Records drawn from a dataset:
____

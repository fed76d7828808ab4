use std::ops::RangeInclusive;

use tracing::instrument;

/// Allowed number of rows and of columns.
pub const SIDE_RANGE: RangeInclusive<usize> = 5..=9;

pub const DEFAULT_ROWS: usize = 6;
pub const DEFAULT_COLS: usize = 7;

#[derive(Debug, Clone, Copy, PartialEq, Eq, thiserror::Error)]
pub enum DimensionError {
    #[error("Invalid input")]
    InvalidInput,

    #[error("Board rows should be from 5 to 9")]
    RowsOutOfRange,

    #[error("Board columns should be from 5 to 9")]
    ColumnsOutOfRange,
}

/// Board size, always within [`SIDE_RANGE`] on both axes.
#[derive(Debug, Clone, Copy, PartialEq, Eq)]
pub struct Dimensions {
    rows: usize,
    cols: usize,
}

impl Dimensions {
    pub fn new(rows: usize, cols: usize) -> Result<Self, DimensionError> {
        if !SIDE_RANGE.contains(&rows) {
            return Err(DimensionError::RowsOutOfRange);
        }
        if !SIDE_RANGE.contains(&cols) {
            return Err(DimensionError::ColumnsOutOfRange);
        }
        Ok(Dimensions { rows, cols })
    }

    pub fn rows(&self) -> usize {
        self.rows
    }

    pub fn cols(&self) -> usize {
        self.cols
    }
}

impl Default for Dimensions {
    fn default() -> Self {
        Dimensions {
            rows: DEFAULT_ROWS,
            cols: DEFAULT_COLS,
        }
    }
}

/// Parse `<rows>x<cols>` (either case of `x`, surrounding whitespace allowed).
/// Empty input selects `default`.
#[instrument(level = "debug", ret)]
pub fn parse_dimensions(input: &str, default: Dimensions) -> Result<Dimensions, DimensionError> {
    if input.is_empty() {
        return Ok(default);
    }

    let (rows, cols) = input
        .split_once(['x', 'X'])
        .ok_or(DimensionError::InvalidInput)?;
    let rows = parse_side(rows).ok_or(DimensionError::InvalidInput)?;
    let cols = parse_side(cols).ok_or(DimensionError::InvalidInput)?;

    Dimensions::new(rows, cols)
}

/// Accept ASCII digits with optional surrounding ASCII whitespace. Numbers too big for
/// `usize` are saturated so they still report as out of range.
fn parse_side(text: &str) -> Option<usize> {
    let digits = text.trim_matches(|c: char| c.is_ascii_whitespace());
    if digits.is_empty() || !digits.bytes().all(|b| b.is_ascii_digit()) {
        return None;
    }
    Some(digits.parse().unwrap_or(usize::MAX))
}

____

#### Work order:
Looking at the entries above, how many lines contain "instrument"? State the number and nothing more.

#### Task answer:
2